• **WHAT IS REQUIRED**: Scan the material for the word "NaiveDate", then return every line where it appears.

• **PROVIDED DATA**:
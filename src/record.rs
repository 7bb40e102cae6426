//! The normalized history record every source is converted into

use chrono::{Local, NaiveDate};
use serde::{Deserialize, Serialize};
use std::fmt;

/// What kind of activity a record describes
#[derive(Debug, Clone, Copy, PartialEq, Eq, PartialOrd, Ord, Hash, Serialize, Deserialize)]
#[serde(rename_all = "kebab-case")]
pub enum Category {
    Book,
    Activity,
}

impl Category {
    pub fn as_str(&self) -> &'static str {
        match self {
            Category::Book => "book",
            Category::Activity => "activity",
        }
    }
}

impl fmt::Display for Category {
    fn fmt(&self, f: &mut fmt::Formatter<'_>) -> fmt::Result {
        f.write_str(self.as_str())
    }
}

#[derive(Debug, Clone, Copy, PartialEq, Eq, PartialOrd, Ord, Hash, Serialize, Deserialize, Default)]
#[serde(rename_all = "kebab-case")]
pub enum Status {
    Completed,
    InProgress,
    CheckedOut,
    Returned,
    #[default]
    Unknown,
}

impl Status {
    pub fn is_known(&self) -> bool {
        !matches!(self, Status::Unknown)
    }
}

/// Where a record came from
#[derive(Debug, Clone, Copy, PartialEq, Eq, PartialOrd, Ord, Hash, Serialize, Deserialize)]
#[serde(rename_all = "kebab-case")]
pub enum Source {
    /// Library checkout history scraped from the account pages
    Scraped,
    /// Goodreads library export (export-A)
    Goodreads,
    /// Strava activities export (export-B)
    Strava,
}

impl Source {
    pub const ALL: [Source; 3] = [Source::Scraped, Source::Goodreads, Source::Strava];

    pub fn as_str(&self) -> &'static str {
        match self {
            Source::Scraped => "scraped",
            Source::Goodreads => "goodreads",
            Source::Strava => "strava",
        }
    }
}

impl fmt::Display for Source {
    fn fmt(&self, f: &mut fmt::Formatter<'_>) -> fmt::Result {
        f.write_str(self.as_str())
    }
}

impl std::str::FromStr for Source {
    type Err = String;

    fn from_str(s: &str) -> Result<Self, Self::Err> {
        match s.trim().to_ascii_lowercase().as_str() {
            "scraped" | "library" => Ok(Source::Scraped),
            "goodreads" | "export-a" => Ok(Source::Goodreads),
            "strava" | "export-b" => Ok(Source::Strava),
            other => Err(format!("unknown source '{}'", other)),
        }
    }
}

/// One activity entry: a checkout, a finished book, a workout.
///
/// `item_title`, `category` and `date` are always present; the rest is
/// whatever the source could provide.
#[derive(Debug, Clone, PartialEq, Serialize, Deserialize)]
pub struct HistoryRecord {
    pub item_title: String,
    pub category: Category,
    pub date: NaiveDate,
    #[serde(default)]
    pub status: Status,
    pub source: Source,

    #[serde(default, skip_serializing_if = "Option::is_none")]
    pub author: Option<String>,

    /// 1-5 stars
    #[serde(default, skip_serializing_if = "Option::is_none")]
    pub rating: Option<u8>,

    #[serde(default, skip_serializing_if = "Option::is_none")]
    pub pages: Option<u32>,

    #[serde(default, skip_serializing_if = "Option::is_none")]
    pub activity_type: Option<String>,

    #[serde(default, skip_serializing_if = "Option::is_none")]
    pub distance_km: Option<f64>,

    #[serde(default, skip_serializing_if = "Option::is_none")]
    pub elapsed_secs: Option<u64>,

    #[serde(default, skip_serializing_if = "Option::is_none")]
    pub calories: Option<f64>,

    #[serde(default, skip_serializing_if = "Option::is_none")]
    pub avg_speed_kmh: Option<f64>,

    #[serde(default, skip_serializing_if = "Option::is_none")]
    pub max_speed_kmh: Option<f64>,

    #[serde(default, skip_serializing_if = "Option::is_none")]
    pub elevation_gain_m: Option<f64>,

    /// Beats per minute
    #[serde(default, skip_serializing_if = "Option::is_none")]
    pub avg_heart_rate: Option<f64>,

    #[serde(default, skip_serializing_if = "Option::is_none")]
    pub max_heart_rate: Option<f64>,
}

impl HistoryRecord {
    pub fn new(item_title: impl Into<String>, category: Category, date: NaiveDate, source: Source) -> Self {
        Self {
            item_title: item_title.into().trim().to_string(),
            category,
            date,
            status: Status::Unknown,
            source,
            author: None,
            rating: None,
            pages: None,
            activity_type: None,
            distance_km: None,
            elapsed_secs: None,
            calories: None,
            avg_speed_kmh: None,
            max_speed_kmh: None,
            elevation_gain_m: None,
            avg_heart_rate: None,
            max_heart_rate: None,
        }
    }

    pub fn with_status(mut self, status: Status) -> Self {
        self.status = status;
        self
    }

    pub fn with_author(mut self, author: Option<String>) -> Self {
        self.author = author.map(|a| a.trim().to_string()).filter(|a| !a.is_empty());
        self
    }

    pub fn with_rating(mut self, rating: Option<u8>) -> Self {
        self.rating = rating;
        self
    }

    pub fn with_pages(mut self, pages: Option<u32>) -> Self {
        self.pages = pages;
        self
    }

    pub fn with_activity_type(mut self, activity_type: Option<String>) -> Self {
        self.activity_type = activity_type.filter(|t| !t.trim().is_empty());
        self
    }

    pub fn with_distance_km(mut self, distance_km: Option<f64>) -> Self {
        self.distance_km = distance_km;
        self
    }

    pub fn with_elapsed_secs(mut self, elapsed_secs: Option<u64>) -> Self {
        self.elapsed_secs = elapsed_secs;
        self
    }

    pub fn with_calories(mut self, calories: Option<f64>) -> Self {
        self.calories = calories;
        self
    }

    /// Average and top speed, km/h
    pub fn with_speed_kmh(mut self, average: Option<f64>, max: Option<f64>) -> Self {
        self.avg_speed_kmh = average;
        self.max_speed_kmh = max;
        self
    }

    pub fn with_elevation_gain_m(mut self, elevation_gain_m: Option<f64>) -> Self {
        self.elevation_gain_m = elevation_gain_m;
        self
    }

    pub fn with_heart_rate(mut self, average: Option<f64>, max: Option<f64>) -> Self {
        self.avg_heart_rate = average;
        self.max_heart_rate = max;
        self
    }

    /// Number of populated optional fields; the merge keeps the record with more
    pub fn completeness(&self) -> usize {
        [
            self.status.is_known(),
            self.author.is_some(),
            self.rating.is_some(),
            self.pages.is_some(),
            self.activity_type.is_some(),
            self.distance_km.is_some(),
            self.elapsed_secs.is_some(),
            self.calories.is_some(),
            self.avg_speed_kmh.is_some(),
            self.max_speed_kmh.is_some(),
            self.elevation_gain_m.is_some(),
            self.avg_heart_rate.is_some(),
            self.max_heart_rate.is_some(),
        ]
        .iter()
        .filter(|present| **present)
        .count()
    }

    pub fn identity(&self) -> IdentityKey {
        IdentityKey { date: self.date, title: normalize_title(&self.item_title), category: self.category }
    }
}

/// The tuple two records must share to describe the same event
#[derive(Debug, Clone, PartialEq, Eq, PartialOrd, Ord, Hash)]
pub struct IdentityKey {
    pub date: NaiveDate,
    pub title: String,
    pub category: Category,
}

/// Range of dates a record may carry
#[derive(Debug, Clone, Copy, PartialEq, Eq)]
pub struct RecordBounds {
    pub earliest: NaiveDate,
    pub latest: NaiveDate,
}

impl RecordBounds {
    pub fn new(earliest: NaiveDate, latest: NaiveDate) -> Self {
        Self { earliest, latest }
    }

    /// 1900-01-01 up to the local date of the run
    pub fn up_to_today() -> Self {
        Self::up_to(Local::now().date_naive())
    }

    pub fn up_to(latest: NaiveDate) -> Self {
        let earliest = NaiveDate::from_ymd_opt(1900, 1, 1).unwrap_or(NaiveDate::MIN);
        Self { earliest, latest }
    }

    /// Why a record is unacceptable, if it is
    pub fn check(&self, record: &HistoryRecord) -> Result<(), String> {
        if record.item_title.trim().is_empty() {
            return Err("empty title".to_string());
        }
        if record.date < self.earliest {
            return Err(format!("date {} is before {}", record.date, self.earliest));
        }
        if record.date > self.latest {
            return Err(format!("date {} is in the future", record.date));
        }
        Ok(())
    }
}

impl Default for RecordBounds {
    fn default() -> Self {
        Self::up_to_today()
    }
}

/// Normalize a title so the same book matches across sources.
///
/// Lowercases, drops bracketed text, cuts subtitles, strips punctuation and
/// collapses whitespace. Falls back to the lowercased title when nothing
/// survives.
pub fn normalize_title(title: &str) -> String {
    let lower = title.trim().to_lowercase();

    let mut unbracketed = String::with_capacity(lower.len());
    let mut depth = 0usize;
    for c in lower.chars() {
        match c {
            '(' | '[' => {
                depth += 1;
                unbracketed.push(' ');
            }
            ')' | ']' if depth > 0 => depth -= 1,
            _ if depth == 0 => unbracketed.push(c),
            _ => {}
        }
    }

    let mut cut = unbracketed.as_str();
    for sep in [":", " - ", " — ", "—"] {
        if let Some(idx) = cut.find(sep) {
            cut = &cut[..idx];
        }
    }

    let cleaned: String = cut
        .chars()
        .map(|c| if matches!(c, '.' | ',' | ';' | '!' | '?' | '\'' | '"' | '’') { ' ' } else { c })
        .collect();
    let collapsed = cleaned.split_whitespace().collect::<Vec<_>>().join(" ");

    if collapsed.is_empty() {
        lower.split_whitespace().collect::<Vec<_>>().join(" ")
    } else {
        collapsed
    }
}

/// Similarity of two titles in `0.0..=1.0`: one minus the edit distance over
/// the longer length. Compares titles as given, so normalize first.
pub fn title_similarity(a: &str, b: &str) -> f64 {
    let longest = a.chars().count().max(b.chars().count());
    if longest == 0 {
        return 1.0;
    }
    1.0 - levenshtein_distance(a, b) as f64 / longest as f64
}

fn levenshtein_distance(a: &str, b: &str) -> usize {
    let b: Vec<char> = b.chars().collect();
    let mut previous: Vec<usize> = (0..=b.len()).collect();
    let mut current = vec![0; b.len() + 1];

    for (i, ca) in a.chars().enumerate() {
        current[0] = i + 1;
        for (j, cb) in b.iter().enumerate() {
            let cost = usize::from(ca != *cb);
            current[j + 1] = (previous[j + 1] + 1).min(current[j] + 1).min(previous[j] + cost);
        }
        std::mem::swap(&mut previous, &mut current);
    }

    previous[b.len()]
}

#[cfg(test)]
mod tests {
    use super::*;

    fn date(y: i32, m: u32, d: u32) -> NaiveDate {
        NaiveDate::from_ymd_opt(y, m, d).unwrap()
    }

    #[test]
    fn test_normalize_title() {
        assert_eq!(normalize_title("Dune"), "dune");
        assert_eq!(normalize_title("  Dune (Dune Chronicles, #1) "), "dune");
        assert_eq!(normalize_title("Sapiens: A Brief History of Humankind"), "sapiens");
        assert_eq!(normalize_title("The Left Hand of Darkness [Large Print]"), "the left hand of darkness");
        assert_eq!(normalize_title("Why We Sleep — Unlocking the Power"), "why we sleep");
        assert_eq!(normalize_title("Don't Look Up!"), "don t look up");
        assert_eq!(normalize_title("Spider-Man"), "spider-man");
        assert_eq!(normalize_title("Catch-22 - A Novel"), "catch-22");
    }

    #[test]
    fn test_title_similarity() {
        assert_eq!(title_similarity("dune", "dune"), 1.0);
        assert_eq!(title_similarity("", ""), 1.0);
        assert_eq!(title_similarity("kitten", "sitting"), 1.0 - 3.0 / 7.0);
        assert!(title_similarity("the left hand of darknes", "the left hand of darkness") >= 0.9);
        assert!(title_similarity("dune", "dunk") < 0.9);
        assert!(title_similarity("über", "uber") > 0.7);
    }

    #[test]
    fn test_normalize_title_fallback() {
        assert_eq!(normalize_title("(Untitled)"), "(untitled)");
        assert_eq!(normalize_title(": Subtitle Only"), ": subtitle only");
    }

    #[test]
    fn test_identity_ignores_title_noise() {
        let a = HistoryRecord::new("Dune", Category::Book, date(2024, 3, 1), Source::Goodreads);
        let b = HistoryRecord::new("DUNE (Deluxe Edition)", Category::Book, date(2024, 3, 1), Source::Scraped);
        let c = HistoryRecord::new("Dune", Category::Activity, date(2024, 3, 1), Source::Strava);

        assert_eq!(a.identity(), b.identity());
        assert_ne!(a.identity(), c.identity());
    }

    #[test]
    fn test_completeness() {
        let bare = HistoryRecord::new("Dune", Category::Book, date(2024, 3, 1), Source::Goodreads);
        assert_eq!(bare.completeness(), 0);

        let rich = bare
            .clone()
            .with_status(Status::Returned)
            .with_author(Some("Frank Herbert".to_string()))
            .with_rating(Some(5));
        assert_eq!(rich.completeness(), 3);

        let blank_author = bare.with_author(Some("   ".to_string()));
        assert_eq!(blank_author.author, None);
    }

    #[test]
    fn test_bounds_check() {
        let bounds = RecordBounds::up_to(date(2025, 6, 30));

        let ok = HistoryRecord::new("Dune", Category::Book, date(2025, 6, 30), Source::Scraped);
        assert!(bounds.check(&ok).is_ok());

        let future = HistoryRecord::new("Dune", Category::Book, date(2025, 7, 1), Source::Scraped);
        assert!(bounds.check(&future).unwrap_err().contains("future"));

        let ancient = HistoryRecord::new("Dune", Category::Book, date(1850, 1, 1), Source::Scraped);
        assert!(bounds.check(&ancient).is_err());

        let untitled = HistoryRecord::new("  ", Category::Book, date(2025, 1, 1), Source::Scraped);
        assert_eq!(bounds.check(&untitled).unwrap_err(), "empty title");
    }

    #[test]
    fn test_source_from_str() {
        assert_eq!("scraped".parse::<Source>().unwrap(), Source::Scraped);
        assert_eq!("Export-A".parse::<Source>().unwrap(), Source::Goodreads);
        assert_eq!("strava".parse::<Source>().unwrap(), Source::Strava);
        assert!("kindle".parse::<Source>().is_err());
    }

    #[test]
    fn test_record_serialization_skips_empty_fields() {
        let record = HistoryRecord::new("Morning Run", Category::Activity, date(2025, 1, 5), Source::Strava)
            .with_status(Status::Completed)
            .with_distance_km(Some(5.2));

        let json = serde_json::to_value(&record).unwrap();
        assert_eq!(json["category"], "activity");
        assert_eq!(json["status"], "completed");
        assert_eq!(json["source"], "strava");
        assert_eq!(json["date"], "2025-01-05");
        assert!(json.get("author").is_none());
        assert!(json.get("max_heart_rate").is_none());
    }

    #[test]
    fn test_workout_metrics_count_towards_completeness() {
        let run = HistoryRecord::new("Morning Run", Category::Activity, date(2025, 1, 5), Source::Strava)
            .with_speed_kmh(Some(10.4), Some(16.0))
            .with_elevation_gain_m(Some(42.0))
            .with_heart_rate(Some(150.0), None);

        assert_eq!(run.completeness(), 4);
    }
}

• **OUTPUT OF THE EXERCISE**:
use chrono::{Local, NaiveDate};
    pub date: NaiveDate,
    pub fn new(item_title: impl Into<String>, category: Category, date: NaiveDate, source: Source) -> Self {
    pub date: NaiveDate,
    pub earliest: NaiveDate,
    pub latest: NaiveDate,
    pub fn new(earliest: NaiveDate, latest: NaiveDate) -> Self {
    pub fn up_to(latest: NaiveDate) -> Self {
        let earliest = NaiveDate::from_ymd_opt(1900, 1, 1).unwrap_or(NaiveDate::MIN);
    fn date(y: i32, m: u32, d: u32) -> NaiveDate {
        NaiveDate::from_ymd_opt(y, m, d).unwrap()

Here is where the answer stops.